The minis in the board game will be coming in coloured 1-piece soft plastic. I got to have a look at some of the minis for their Mars Attacks! board game at the weekend, which are made of the same stuff, and they look good. Detail is pretty good, the material is similar to the Reaper Bones minis, but a good bit stiffer - stil more likely to bend than snap when they get knocked around, though.

Over the weekend, Ronnie from Mantic did a little seminar up in Edinburgh, and was talking about the plans for this kickstarter. Stretch goals are likely to include more hero minis, possible 'legendary' versions of the heroes, more bad guys to flesh out the scenarios (zombie trolls have been mentioned quite frequently). All of the monsters will be undead to begin with, but later on we might start to see expansions using different ranges - I think he said greenskins would be the first of them.

I've included an image for a little look at the base level of the $100 pledge level (currently the only one on offer - I'm sure there'll be more options when there are more choices to be made). This doesn't include the strech goals that have already gone...

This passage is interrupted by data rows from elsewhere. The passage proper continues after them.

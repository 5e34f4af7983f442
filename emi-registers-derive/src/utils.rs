use std::fmt::Display;
use std::str::FromStr;

use syn::{punctuated::Punctuated, token::Comma, Attribute, Expr, ExprAssign, Lit, Meta, UnOp};

/// Key-value assignments of one `emi(...)` attribute, e.g. `addr = 0x0010, ty = "u16"`.
pub struct AttrArgs {
    name: String,
    args: Punctuated<ExprAssign, Comma>,
}

impl AttrArgs {
    pub fn parse(attr: &Attribute, name: &str) -> Self {
        let args = match &attr.meta {
            Meta::List(meta_list) => meta_list
                .parse_args_with(Punctuated::<ExprAssign, Comma>::parse_terminated)
                .unwrap_or_else(|_| panic!("`emi` attribute for `{name}` is not a comma separated sequence of assignment expressions.")),
            _ => panic!("The `emi` attribute for `{name}` is not a list, use `#[emi(key = value, ...)]`."),
        };
        Self {
            name: name.to_string(),
            args,
        }
    }

    fn value(&self, key: &str) -> Option<&Expr> {
        self.args
            .iter()
            .find(|expr_assign| match expr_assign.left.as_ref() {
                Expr::Path(left) => left.path.is_ident(key),
                not_expr_path => panic!(
                    "In the `emi` attribute for `{}`, the key `{:?}` is not a path expression.",
                    self.name, not_expr_path
                ),
            })
            .map(|expr_assign| expr_assign.right.as_ref())
    }

    pub fn int<N>(&self, key: &str) -> Option<N>
    where
        N: FromStr,
        N::Err: Display,
    {
        self.value(key).map(|expr| match expr {
            Expr::Lit(right) => match &right.lit {
                Lit::Int(lit_int) => lit_int.base10_parse::<N>().unwrap_or_else(|err| {
                    panic!("In `emi` attribute for `{}`, the key `{key}` is invalid: {err}.", self.name)
                }),
                _ => self.panic_not_literal(key, "integer"),
            },
            _ => self.panic_not_literal(key, "integer"),
        })
    }

    /// Integer that may carry a leading minus sign.
    pub fn signed_int(&self, key: &str) -> Option<i64> {
        self.value(key).map(|expr| match expr {
            Expr::Unary(unary) if matches!(unary.op, UnOp::Neg(_)) => match unary.expr.as_ref() {
                Expr::Lit(right) => match &right.lit {
                    Lit::Int(lit_int) => -lit_int.base10_parse::<i64>().unwrap_or_else(|_| {
                        self.panic_not_literal(key, "integer")
                    }),
                    _ => self.panic_not_literal(key, "integer"),
                },
                _ => self.panic_not_literal(key, "integer"),
            },
            Expr::Lit(right) => match &right.lit {
                Lit::Int(lit_int) => lit_int
                    .base10_parse::<i64>()
                    .unwrap_or_else(|_| self.panic_not_literal(key, "integer")),
                _ => self.panic_not_literal(key, "integer"),
            },
            _ => self.panic_not_literal(key, "integer"),
        })
    }

    pub fn string(&self, key: &str) -> Option<String> {
        self.value(key).map(|expr| match expr {
            Expr::Lit(right) => match &right.lit {
                Lit::Str(lit_str) => lit_str.value(),
                _ => self.panic_not_literal(key, "string"),
            },
            _ => self.panic_not_literal(key, "string"),
        })
    }

    pub fn panic_not_literal(&self, key: &str, lit_ty: &str) -> ! {
        panic!(
            "In `emi` attribute for `{}`, the key `{}` is not set to a {} literal.",
            self.name, key, lit_ty
        )
    }

    pub fn panic_no_key(&self, key: &str) -> ! {
        panic!("In `emi` attribute for `{}`, no key `{}`", self.name, key)
    }
}
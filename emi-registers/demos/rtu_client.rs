/// RTU client reading the EMI clock and the configured data loads.
///
/// Usage: `cargo run --example rtu-client --features serial -- [config.json] [device]`
use emi_registers::config::EmiConfig;
use emi_registers::{decode_clock, ModbusTransport};
use tokio_modbus::{client::rtu::attach_slave, slave::Slave};
use tracing::{error, info};
use tracing_subscriber::EnvFilter;

#[tokio::main]
async fn main() -> Result<(), Box<dyn std::error::Error>> {
    tracing_subscriber::fmt()
        .with_env_filter(EnvFilter::try_from_default_env().unwrap_or_else(|_| "info".into()))
        .init();

    let mut args = std::env::args().skip(1);
    let config_path = args.next().unwrap_or_else(|| "appsettings.json".to_string());
    let path = args.next().unwrap_or_else(|| "/dev/ttyUSB0".to_string());
    let baud_rate = 9600;

    let config = EmiConfig::from_path(&config_path)?;
    let builder = tokio_serial::new(&path, baud_rate);
    let serial_stream = tokio_serial::SerialStream::open(&builder)?;
    // EMI devices answer on slave id 1 unless reconfigured.
    let slave = Slave(1);
    let mut transport = ModbusTransport::new(attach_slave(serial_stream, slave));

    match decode_clock(&mut transport).await {
        Ok(clock) => info!(?clock, datetime = ?clock.to_naive_datetime(), "device clock"),
        Err(err) => error!(%err, "cannot read device clock"),
    }

    for load in &config.data_loads {
        match load.read(&mut transport).await {
            Ok(reading) => info!(name = %load.name, unit = %load.unit, ?reading, "data load"),
            Err(err) => error!(name = %load.name, %err, "cannot read data load"),
        }
    }

    Ok(())
}
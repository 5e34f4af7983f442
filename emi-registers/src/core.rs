use async_trait::async_trait;

use crate::error::DecodeError;
use crate::transport::RegisterTransport;

#[async_trait]
/// Define mapping between EMI input registers and the Self type
/// to create and update the type instance by decoding values directly from the device registers.
///
/// An update stops at the first field that fails to decode and returns that error;
/// fields decoded before it keep their new values.
pub trait InputRegisterMap
where
    Self: Sized + Default,
{
    async fn update_from_input_registers(
        &mut self,
        transport: &mut dyn RegisterTransport,
    ) -> Result<(), DecodeError>;

    async fn from_input_registers(
        transport: &mut dyn RegisterTransport,
    ) -> Result<Self, DecodeError> {
        let mut new = Self::default();
        new.update_from_input_registers(transport).await?;

        Ok(new)
    }
}
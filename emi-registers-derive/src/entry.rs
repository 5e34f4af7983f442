use crate::utils::AttrArgs;
use proc_macro2::{Ident, Span, TokenStream};
use quote::quote;
use syn::{Field, Type};

#[derive(Debug, Clone)]
/// Single entry in EMI register mapping. Parsed from field attributes and to be used in proc macros
pub struct Entry {
    pub field_name: String,
    pub addr: Address,
    pub ty: DataType,
    pub scaler: Scaler,
    pub unit: String,
}

pub type Address = u16;
pub type Quantity = u16;
pub type Scaler = i8;

#[derive(Debug, Clone, Copy, PartialEq, Eq)]
pub enum DataType {
    U16,
    U32,
    Clock,
    Octets(u8),
}

impl From<String> for DataType {
    fn from(value: String) -> Self {
        match value.as_str() {
            "u16" => DataType::U16,
            "u32" => DataType::U32,
            "clock" => DataType::Clock,
            octets if octets.starts_with("octets(") && octets.ends_with(')') => {
                let size = octets["octets(".len()..octets.len() - 1].trim().parse::<u8>().unwrap_or_else(
                    |_| panic!("Octets `ty` variant has invalid length argument \"{octets}\".")
                );
                DataType::Octets(size)
            },
            s => panic!("Invalid `ty` variant \"{s}\". Use one of \"u16\", \"u32\", \"clock\" or \"octets(len)\"."),
        }
    }
}

impl DataType {
    pub fn word_size(&self) -> Quantity {
        match self {
            DataType::U16 => 1,
            DataType::U32 => 2,
            DataType::Clock => 6,
            &DataType::Octets(len) => Quantity::from(len).div_ceil(2),
        }
    }

    /// Rust type the annotated field must have.
    pub fn field_ty(&self) -> &'static str {
        match self {
            DataType::U16 | DataType::U32 => "f64",
            DataType::Clock => "ClockRecord",
            DataType::Octets(_) => "OctetString",
        }
    }
}

impl From<Field> for Entry {
    fn from(value: Field) -> Self {
        let field_name = value
            .ident
            .unwrap_or_else(|| panic!("Unexpected unnamed struct field."))
            .to_string();

        // Last path segment, so both `ClockRecord` and `emi_registers::ClockRecord` are accepted.
        let field_ty = match value.ty {
            Type::Path(type_path) => type_path
                .path
                .segments
                .last()
                .unwrap_or_else(|| panic!("Unexpected empty path for `{field_name}` field type."))
                .ident
                .to_string(),
            _ => panic!("Unexpected `syn::Type` variant in `{field_name}` field."),
        };

        let attr = value
            .attrs
            .iter()
            .find(|attr| attr.path().is_ident("emi"))
            .unwrap_or_else(|| panic!("Unexpected missing attribute `emi` for `{field_name}` field."))
            .clone();
        let args = AttrArgs::parse(&attr, &field_name);

        let addr = args
            .int::<Address>("addr")
            .unwrap_or_else(|| args.panic_no_key("addr"));
        let ty: DataType = args
            .string("ty")
            .unwrap_or_else(|| args.panic_no_key("ty"))
            .into();
        let scaler = args.signed_int("scaler").map_or(0, |value| {
            Scaler::try_from(value).unwrap_or_else(|_| {
                panic!("In `emi` attribute for `{field_name}`, the key `scaler` is out of i8 range.")
            })
        });
        let unit = args.string("unit").unwrap_or_default();

        if field_ty != ty.field_ty() {
            panic!(
                "Field `{field_name}` with `ty` {ty:?} must have type `{}`, found `{field_ty}`.",
                ty.field_ty()
            );
        }
        if scaler != 0 && !matches!(ty, DataType::U16 | DataType::U32) {
            panic!("In `emi` attribute for `{field_name}`, `scaler` applies only to \"u16\" and \"u32\".");
        }

        Self {
            field_name,
            addr,
            ty,
            scaler,
            unit,
        }
    }
}

impl Entry {
    // Macro helpers

    pub fn field_name_ident(&self) -> Ident {
        Ident::new(&self.field_name, Span::call_site())
    }

    /// Expression decoding this entry from `transport`.
    pub fn decode_expr(&self) -> TokenStream {
        let addr = self.addr;
        let scaler = self.scaler;
        match self.ty {
            DataType::U16 => quote! {
                emi_registers::decoder::decode_scaled_u16(&mut *transport, #addr, #scaler).await?
            },
            DataType::U32 => quote! {
                emi_registers::decoder::decode_scaled_u32(&mut *transport, #addr, #scaler).await?
            },
            DataType::Clock => quote! {
                emi_registers::decoder::decode_clock_at(&mut *transport, #addr).await?
            },
            DataType::Octets(len) => quote! {
                emi_registers::decoder::decode_octet_string(&mut *transport, #addr, #len).await?
            },
        }
    }
}
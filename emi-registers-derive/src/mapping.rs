use crate::entry::Entry;
use proc_macro2::{Ident, TokenStream};
use syn::{Data, DeriveInput, Fields};

#[derive(Debug, Clone)]
pub struct Mapping(pub Vec<Entry>);

impl Mapping {
    pub fn new(ast: &DeriveInput) -> Self {
        let data_struct = match ast.data.clone() {
            Data::Struct(data_struct) => data_struct,
            _ => panic!("Trait can be implemented only for a struct."),
        };

        let named_fields = match data_struct.fields {
            Fields::Named(fields_named) => fields_named.named,
            _ => panic!("Trait can be implemented only for a struct with named fields."),
        };
        let mut map: Vec<Entry> = named_fields
            .into_iter()
            .filter(|field| field.attrs.iter().any(|attr| attr.path().is_ident("emi")))
            .map(From::from)
            .collect::<Vec<_>>();

        map.sort_by_key(|x| x.addr);

        Self(map)
    }

    pub fn field_name_vec(&self) -> Vec<Ident> {
        self.0
            .iter()
            .map(|x| x.field_name_ident())
            .collect::<Vec<_>>()
    }

    pub fn decode_expr_vec(&self) -> Vec<TokenStream> {
        self.0.iter().map(|x| x.decode_expr()).collect::<Vec<_>>()
    }
}
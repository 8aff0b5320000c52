//! Error types for the application.

use thiserror::Error;

/// Configuration-related errors.
#[derive(Debug, Error)]
pub enum ConfigError {
    #[error("Failed to read config file '{path}': {source}")]
    IoError {
        path: String,
        #[source]
        source: std::io::Error,
    },

    #[error("Failed to parse config: {message}")]
    ParseError { message: String },

    #[error("Config validation failed: {message}")]
    ValidationError { message: String },
}

/// Protocol-related errors (Minecraft wire format and login).
#[derive(Debug, Error)]
pub enum ProtocolError {
    #[error("Invalid packet: {message}")]
    InvalidPacket { message: String },

    #[error("Packet too short: need {needed} bytes, got {got}")]
    PacketTooShort { needed: usize, got: usize },

    #[error("VarInt is too big")]
    VarIntTooBig,

    #[error("Packet of {size} bytes exceeds the protocol limit")]
    PacketTooLarge { size: usize },

    #[error("Invalid string encoding: {message}")]
    InvalidString { message: String },

    #[error("Compression error: {message}")]
    Compression { message: String },

    #[error("Encryption error: {message}")]
    EncryptionError { message: String },

    #[error("Authentication failed: {reason}")]
    AuthFailed { reason: String },

    #[error("Login rejected by server: {reason}")]
    LoginRejected { reason: String },

    #[error("IO error: {0}")]
    Io(#[from] std::io::Error),
}

/// Connection-related errors.
#[derive(Debug, Error)]
pub enum ConnectionError {
    #[error("Failed to connect to {host}:{port}: {source}")]
    ConnectFailed {
        host: String,
        port: u16,
        #[source]
        source: std::io::Error,
    },

    #[error("Connection closed by remote")]
    ConnectionClosed,

    #[error("Connection timeout")]
    Timeout,

    #[error("Protocol error: {0}")]
    Protocol(#[from] ProtocolError),

    #[error("IO error: {0}")]
    Io(#[from] std::io::Error),
}

/// Discord-related errors.
#[derive(Debug, Error)]
pub enum DiscordError {
    #[error("Failed to send message: {message}")]
    SendFailed { message: String },

    #[error("Channel not found: {channel_id}")]
    ChannelNotFound { channel_id: u64 },

    #[error("Permission denied: {message}")]
    PermissionDenied { message: String },

    #[error("Serenity error: {0}")]
    Serenity(#[from] serenity::Error),
}

/// Errors raised while linking a bridge to its guild configuration.
#[derive(Debug, Error)]
pub enum LinkError {
    #[error("No guild configuration matches '{0}'")]
    GuildNotFound(String),

    #[error("Guild '{0}' has no usable Discord channel")]
    NoUsableChannel(String),

    #[error("Discord error: {0}")]
    Discord(#[from] DiscordError),
}

impl LinkError {
    /// Whether retrying could ever succeed.
    pub fn is_retryable(&self) -> bool {
        !matches!(
            self,
            LinkError::Discord(DiscordError::PermissionDenied { .. })
        )
    }
}

/// Errors returned by the bridge public API.
#[derive(Debug, Error)]
pub enum BridgeError {
    /// Caller passed an invalid request. Programming error.
    #[error("Invalid request: {0}")]
    InvalidRequest(String),

    #[error("Bridge is not connected")]
    NotConnected,

    #[error("Bridge is not linked to a guild")]
    NotLinked,

    #[error("Timed out waiting for a response")]
    Timeout,

    #[error("Send failed: {0}")]
    SendFailed(String),

    #[error("Discord error: {0}")]
    Discord(#[from] DiscordError),
}

/// Result type alias for protocol operations.
pub type ProtocolResult<T> = std::result::Result<T, ProtocolError>;

/// Result type alias for Discord operations.
pub type DiscordResult<T> = std::result::Result<T, DiscordError>;

/// Result type alias for bridge operations.
pub type BridgeResult<T> = std::result::Result<T, BridgeError>;

#[cfg(test)]
mod tests {
    use super::*;

    #[test]
    fn test_permission_denied_is_fatal() {
        let err = LinkError::Discord(DiscordError::PermissionDenied {
            message: "Missing Permissions".to_string(),
        });
        assert!(!err.is_retryable());
    }

    #[test]
    fn test_lookup_failures_are_retryable() {
        assert!(LinkError::GuildNotFound("Foo".to_string()).is_retryable());
        assert!(LinkError::NoUsableChannel("Foo".to_string()).is_retryable());
        assert!(LinkError::Discord(DiscordError::ChannelNotFound { channel_id: 1 }).is_retryable());
    }
}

Mantic have a good record for chucking a lot of stuff in their campaigns, and have plenty of experience of fulfilling big campaigns now - I think this should be a good one.


----------



## EmbraCraig (Aug 5, 2014)

A quick update as they've now supplied an updated image of what the $100 pledge gets you - an extra 10 minis since the KS went live, and the current stretch goals are to add 4 Zombie Trolls (3 standard, 1 shaman boss) to the mix. I'm liking the non-human undead that they're throwing in - undead trolls and dwarves are a good start 

They've also now confirmed that there will be a $1 pledge level if you just want updates, or just want to log a pledge to buy some add-ons. Should be added on tomorrow, apparently.


----------



## EmbraCraig (Aug 25, 2014)

Just under a week to go, and the base $100 pledge has got a good chunk of extra stuff so far, including extra heros, more undead, some orcs, goblins and devils.



There are also 2 expansions available for $25 each which have campaigns based on the greenskins and devils, with extra dungeon tiles to go with them. I'm not convinced it's the best value kickstarter I've ever backed (I'm not sure anyone'll ever beat the first Reaper Bones one for that), but there's a good pile of stuff here that could be useful to RPGs as well as the board game itself


----------



## EmbraCraig (Aug 31, 2014)

Last update on this one, with the campaign having about 3 hours to go and closing in on $1,000,000! 

Plenty of options have been added on, and some more stuff has gone into the $100 base pledge too, which now looks really good value. For any that don't want to pledge for the game, there is a $1 level if you only want to take adds ons. Available options are some nice sets of Devils, Orcs and undead if you just want minis, or there are tile sets available as add ons too (which come with 3D doors and furniture)

We've also now got the option of a heroes vs dragon expansion, so I'm hoping for a tasty dragon mini. Can never have enough of those 

Overall, it's looking pretty good value now. Plenty of stuff to appeal to people wanting a decent minis based boardgame with some RPG type options, and especially good value if you might get use out of the tiles and minis for RPGs too.


----------